People love the Mcdonald's Big Mac, but when they try to order one at Burger King they look at you funny. Burger making is a competitive market, but yet I can't get this type of burger anywhere else which sounds like a monopoly, what's going on here? Perfect competition and monopoly are two main market structures that economists use to analyze the markets. Now, let’s assume a combination of both worlds: Monopolistic Competition. In monopolistic competition, in the long run, each new firm entering the market has an effect on the demand for the firms that are already active in the market. The new firms drive down the profit of competitors, think about how the opening of a Whataburger or Five Guys would affect the Mcdonald's sales in the same area. In this article, we will learn all about the structure of monopolistic competition in the long run. Ready to learn? Let’s start!

The Definition of Monopolistic Competition in the Long Run

Firms in a monopolistic competition sell products that are differentiated from each other. Due to their differentiated products, they have some market power over their products which makes it possible for them to determine their price. On the other hand, they face competition in the market since the number of firms active in the market is high and there are low barriers to entering the market.

Monopolistic competition from short run to long run

A major factor in the short run is that firms can make profits or incur losses in a monopolistic competition. If the market price is above the average total cost at the equilibrium output level, then the firm will make a profit in the short run. If the average total cost is above the market price, then the firm will incur losses in the short run.

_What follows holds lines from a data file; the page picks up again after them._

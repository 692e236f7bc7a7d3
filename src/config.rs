//! Application configuration management
//!
//! This module handles loading and validating configuration from environment variables.
//! All configuration is loaded at startup and validated before the application runs.

use std::env;
use std::str::FromStr;
use std::sync::LazyLock;
use std::time::Duration;

use deadpool_redis::{Config as RedisConfig, Pool as RedisPool, Runtime};
use efs_common::TopLevelCategory;

use crate::constants::{
    DEFAULT_ALLOW_LIST_CATEGORIES, DEFAULT_API_URL, DEFAULT_BACKEND_TIMEOUT_SECS,
    DEFAULT_COMPANY_SCOPE_BASE, DEFAULT_OAUTH2_AUTHORISE_URI, DEFAULT_OAUTH2_CLIENT_ID,
    DEFAULT_OAUTH2_REDIRECT_URI, DEFAULT_OAUTH2_STATE_EXPIRY_SECS, DEFAULT_REDIS_URL,
    DEFAULT_RUST_LOG, DEFAULT_SERVER_HOST, DEFAULT_SERVER_PORT, DEFAULT_SESSION_COOKIE_NAME,
    DEFAULT_SESSION_KEY_PREFIX, DEFAULT_SESSION_SIGNIN_ATTRIBUTE, DEFAULT_UPSTREAM_URL,
    MAX_OAUTH2_STATE_EXPIRY_SECS,
};

/// Global application configuration (lazily initialized)
pub static CONFIG: LazyLock<Config> = LazyLock::new(|| {
    Config::from_env().expect("Failed to load configuration from environment")
});

/// Main application configuration
#[derive(Debug, Clone)]
pub struct Config {
    pub server: ServerConfig,
    pub backend: BackendConfig,
    pub session: SessionConfig,
    pub oauth2: OAuth2Config,
    pub allow_list: AllowListConfig,
}

/// Server configuration
#[derive(Debug, Clone)]
pub struct ServerConfig {
    pub host: String,
    pub port: u16,
    pub rust_log: String,
}

/// Filing REST backend and upstream journey application
#[derive(Debug, Clone)]
pub struct BackendConfig {
    pub api_url: String,
    pub upstream_url: String,
    pub timeout: Duration,
}

/// Session store configuration
#[derive(Debug, Clone)]
pub struct SessionConfig {
    pub redis_url: String,
    pub cookie_name: String,
    pub key_prefix: String,
    pub signin_attribute: String,
}

/// Identity provider (OAuth2) configuration
#[derive(Debug, Clone)]
pub struct OAuth2Config {
    pub authorise_uri: String,
    pub client_id: String,
    pub redirect_uri: String,
    /// Prefix of company scope grants, e.g. `https://api.example/company/<number>`
    pub company_scope_base: String,
    /// HMAC secret for the state token
    pub state_secret: String,
    pub state_expiry_secs: i64,
}

/// Email allow-list configuration
#[derive(Debug, Clone)]
pub struct AllowListConfig {
    /// Top-level categories whose forms may be unlocked by the allow-list
    pub categories: Vec<TopLevelCategory>,
}

impl Config {
    /// Load configuration from environment variables
    pub fn from_env() -> Result<Self, ConfigError> {
        dotenvy::dotenv().ok();

        Ok(Self {
            server: ServerConfig::from_env()?,
            backend: BackendConfig::from_env()?,
            session: SessionConfig::from_env(),
            oauth2: OAuth2Config::from_env()?,
            allow_list: AllowListConfig::from_env()?,
        })
    }
}

impl ServerConfig {
    fn from_env() -> Result<Self, ConfigError> {
        Ok(Self {
            host: env::var("SERVER_HOST").unwrap_or_else(|_| DEFAULT_SERVER_HOST.to_string()),
            port: parse_var("SERVER_PORT", DEFAULT_SERVER_PORT)?,
            rust_log: env::var("RUST_LOG").unwrap_or_else(|_| DEFAULT_RUST_LOG.to_string()),
        })
    }
}

impl BackendConfig {
    fn from_env() -> Result<Self, ConfigError> {
        Ok(Self {
            api_url: trimmed_url("API_URL", DEFAULT_API_URL),
            upstream_url: trimmed_url("UPSTREAM_URL", DEFAULT_UPSTREAM_URL),
            timeout: Duration::from_secs(parse_var(
                "BACKEND_TIMEOUT_SECS",
                DEFAULT_BACKEND_TIMEOUT_SECS,
            )?),
        })
    }
}

impl SessionConfig {
    fn from_env() -> Self {
        Self {
            redis_url: env::var("REDIS_URL").unwrap_or_else(|_| DEFAULT_REDIS_URL.to_string()),
            cookie_name: env::var("SESSION_COOKIE_NAME")
                .unwrap_or_else(|_| DEFAULT_SESSION_COOKIE_NAME.to_string()),
            key_prefix: env::var("SESSION_KEY_PREFIX")
                .unwrap_or_else(|_| DEFAULT_SESSION_KEY_PREFIX.to_string()),
            signin_attribute: env::var("SESSION_SIGNIN_ATTRIBUTE")
                .unwrap_or_else(|_| DEFAULT_SESSION_SIGNIN_ATTRIBUTE.to_string()),
        }
    }
}

impl OAuth2Config {
    fn from_env() -> Result<Self, ConfigError> {
        Ok(Self {
            authorise_uri: env::var("OAUTH2_AUTHORISE_URI")
                .unwrap_or_else(|_| DEFAULT_OAUTH2_AUTHORISE_URI.to_string()),
            client_id: env::var("OAUTH2_CLIENT_ID")
                .unwrap_or_else(|_| DEFAULT_OAUTH2_CLIENT_ID.to_string()),
            redirect_uri: env::var("OAUTH2_REDIRECT_URI")
                .unwrap_or_else(|_| DEFAULT_OAUTH2_REDIRECT_URI.to_string()),
            company_scope_base: trimmed_url("COMPANY_SCOPE_BASE", DEFAULT_COMPANY_SCOPE_BASE),
            state_secret: env::var("OAUTH2_STATE_SECRET")
                .map_err(|_| ConfigError::Missing("OAUTH2_STATE_SECRET".to_string()))?,
            state_expiry_secs: state_expiry(parse_var(
                "OAUTH2_STATE_EXPIRY_SECS",
                DEFAULT_OAUTH2_STATE_EXPIRY_SECS,
            )?)?,
        })
    }
}

impl AllowListConfig {
    fn from_env() -> Result<Self, ConfigError> {
        let raw = env::var("ALLOW_LIST_CATEGORIES")
            .unwrap_or_else(|_| DEFAULT_ALLOW_LIST_CATEGORIES.to_string());
        Ok(Self {
            categories: parse_categories(&raw)?,
        })
    }
}

/// Parse a comma separated list of top-level category codes.
pub fn parse_categories(raw: &str) -> Result<Vec<TopLevelCategory>, ConfigError> {
    raw.split(',')
        .map(str::trim)
        .filter(|code| !code.is_empty())
        .map(|code| {
            TopLevelCategory::from_str(code)
                .map_err(|_| ConfigError::InvalidValue("ALLOW_LIST_CATEGORIES".to_string()))
        })
        .collect()
}

/// State tokens live between one second and one day.
fn state_expiry(secs: i64) -> Result<i64, ConfigError> {
    if (1..=MAX_OAUTH2_STATE_EXPIRY_SECS).contains(&secs) {
        Ok(secs)
    } else {
        Err(ConfigError::InvalidValue("OAUTH2_STATE_EXPIRY_SECS".to_string()))
    }
}

fn parse_var<T: FromStr>(name: &str, default: T) -> Result<T, ConfigError> {
    match env::var(name) {
        Ok(value) => value
            .parse()
            .map_err(|_| ConfigError::InvalidValue(name.to_string())),
        Err(_) => Ok(default),
    }
}

fn trimmed_url(name: &str, default: &str) -> String {
    env::var(name)
        .unwrap_or_else(|_| default.to_string())
        .trim_end_matches('/')
        .to_string()
}

/// Create a Redis connection pool
pub fn create_redis_pool(redis_url: &str) -> Result<RedisPool, deadpool_redis::CreatePoolError> {
    let cfg = RedisConfig::from_url(redis_url);
    cfg.create_pool(Some(Runtime::Tokio1))
}

/// Create the HTTP client shared by backend lookups and upstream forwarding.
///
/// Redirects are never followed so upstream redirects reach the browser.
pub fn create_http_client(config: &BackendConfig) -> reqwest::Result<reqwest::Client> {
    reqwest::Client::builder()
        .timeout(config.timeout)
        .redirect(reqwest::redirect::Policy::none())
        .build()
}

/// Configuration loading errors
#[derive(Debug, thiserror::Error)]
pub enum ConfigError {
    #[error("Missing required environment variable: {0}")]
    Missing(String),

    #[error("Invalid value for environment variable: {0}")]
    InvalidValue(String),
}
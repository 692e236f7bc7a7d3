//! Upstream forwarding
//!
//! Every journey request that clears company authorization is replayed
//! against the journey web application and its answer is relayed as-is.

use axum::{
    body::{to_bytes, Body},
    extract::{Request, State},
    http::{header, HeaderMap},
    response::Response,
};
use tracing::debug;

use crate::constants::MAX_FORWARDED_BODY_BYTES;
use crate::error::{AppError, AppResult};
use crate::state::AppState;

/// Connection-scoped headers that must not be relayed.
const HOP_BY_HOP: [header::HeaderName; 9] = [
    header::CONNECTION,
    header::HOST,
    header::HeaderName::from_static("keep-alive"),
    header::PROXY_AUTHENTICATE,
    header::PROXY_AUTHORIZATION,
    header::TE,
    header::TRAILER,
    header::TRANSFER_ENCODING,
    header::UPGRADE,
];

fn strip_hop_by_hop(headers: &mut HeaderMap) {
    for name in HOP_BY_HOP {
        headers.remove(name);
    }
}

/// Forward a request to the upstream journey application
pub async fn forward(State(state): State<AppState>, request: Request) -> AppResult<Response> {
    let (parts, body) = request.into_parts();

    let path_and_query = parts
        .uri
        .path_and_query()
        .map(|pq| pq.as_str())
        .unwrap_or("/");
    let url = format!("{}{}", state.config().backend.upstream_url, path_and_query);

    let body = to_bytes(body, MAX_FORWARDED_BODY_BYTES)
        .await
        .map_err(|_| AppError::PayloadTooLarge)?;

    let mut headers = parts.headers;
    strip_hop_by_hop(&mut headers);

    debug!(method = %parts.method, url = %url, "Forwarding upstream");

    let upstream = state
        .http()
        .request(parts.method, &url)
        .headers(headers)
        .body(body)
        .send()
        .await
        .map_err(|e| AppError::Upstream(e.to_string()))?;

    let status = upstream.status();
    let mut headers = upstream.headers().clone();
    strip_hop_by_hop(&mut headers);

    let bytes = upstream
        .bytes()
        .await
        .map_err(|e| AppError::Upstream(e.to_string()))?;

    let mut response = Response::new(Body::from(bytes));
    *response.status_mut() = status;
    *response.headers_mut() = headers;
    Ok(response)
}
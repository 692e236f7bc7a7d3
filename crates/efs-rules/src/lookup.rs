//! Collaborator interfaces consumed by the evaluator.
//!
//! Concrete implementations live at the boundary (REST backend, session
//! store); the evaluator only sees these traits.

use std::sync::Arc;

use async_trait::async_trait;
use efs_common::{FormTemplate, LookupResult, SignInInfo, Submission, TopLevelCategory};

use crate::context::RequestInput;

/// Fetches a submission by the ID taken from the request URL.
#[async_trait]
pub trait SubmissionLookup: Send + Sync {
    async fn get_submission(&self, submission_id: &str) -> LookupResult<Submission>;
}

/// Fetches a form template by form type code.
#[async_trait]
pub trait FormTemplateLookup: Send + Sync {
    async fn get_form_template(&self, form_type: &str) -> LookupResult<FormTemplate>;
}

/// Remote email allow-list for allow-list-eligible categories.
#[cfg_attr(test, mockall::automock)]
#[async_trait]
pub trait AllowListLookup: Send + Sync {
    async fn is_on_allow_list(&self, email: &str) -> LookupResult<bool>;
}

/// Resolves a category code to the root of its category hierarchy.
///
/// Infallible by contract: implementations that cannot resolve a code should
/// answer [`TopLevelCategory::Other`], which is never allow-list eligible.
#[async_trait]
pub trait CategoryHierarchyLookup: Send + Sync {
    async fn top_level_category(&self, category_code: &str) -> TopLevelCategory;
}

/// Reads the sign-in info from the session attached to a request.
#[async_trait]
pub trait SessionAccessor: Send + Sync {
    async fn sign_in_info(&self, request: &RequestInput) -> Option<SignInInfo>;
}

/// The full set of collaborators the evaluator needs.
#[derive(Clone)]
pub struct Collaborators {
    pub submissions: Arc<dyn SubmissionLookup>,
    pub forms: Arc<dyn FormTemplateLookup>,
    pub sessions: Arc<dyn SessionAccessor>,
    pub allow_list: Arc<dyn AllowListLookup>,
    pub categories: Arc<dyn CategoryHierarchyLookup>,
}

impl std::fmt::Debug for Collaborators {
    fn fmt(&self, f: &mut std::fmt::Formatter<'_>) -> std::fmt::Result {
        f.debug_struct("Collaborators").finish_non_exhaustive()
    }
}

Firms should produce a quantity where marginal revenue equals marginal cost to maximize the profit or minimize the losses.

However, the equilibrium level is the major factor in the long run, where firms will earn zero economic profit in a monopolistic competition. The market would not be at equilibrium in the long run if the current firms are making profits.

Monopolistic competition in the long run when at equilibrium is characterized as firms always making zero economic profit. At the equilibrium point, no firm in the industry wants to leave and no potential firm wants to enter the market.

As we assume there is free entry in the market and some firms are making a profit, then new firms want to enter the market as well. The market would be at equilibrium only after the profits will be eliminated with the new firms entering the market.

The firms that are incurring losses are not at equilibrium in the long run. If the firms are losing money, they have to exit the market eventually. The market is only at equilibrium, once the firms that are incurring losses will be eliminated.

Examples of Monopolistic Competition in the Long Run

How do firms that enter the market or the ones that exit the market affect the existing firms in the market? The answer lies in the demand. Although the firms differentiate their products, they are in competition and the number of potential buyers stays the same.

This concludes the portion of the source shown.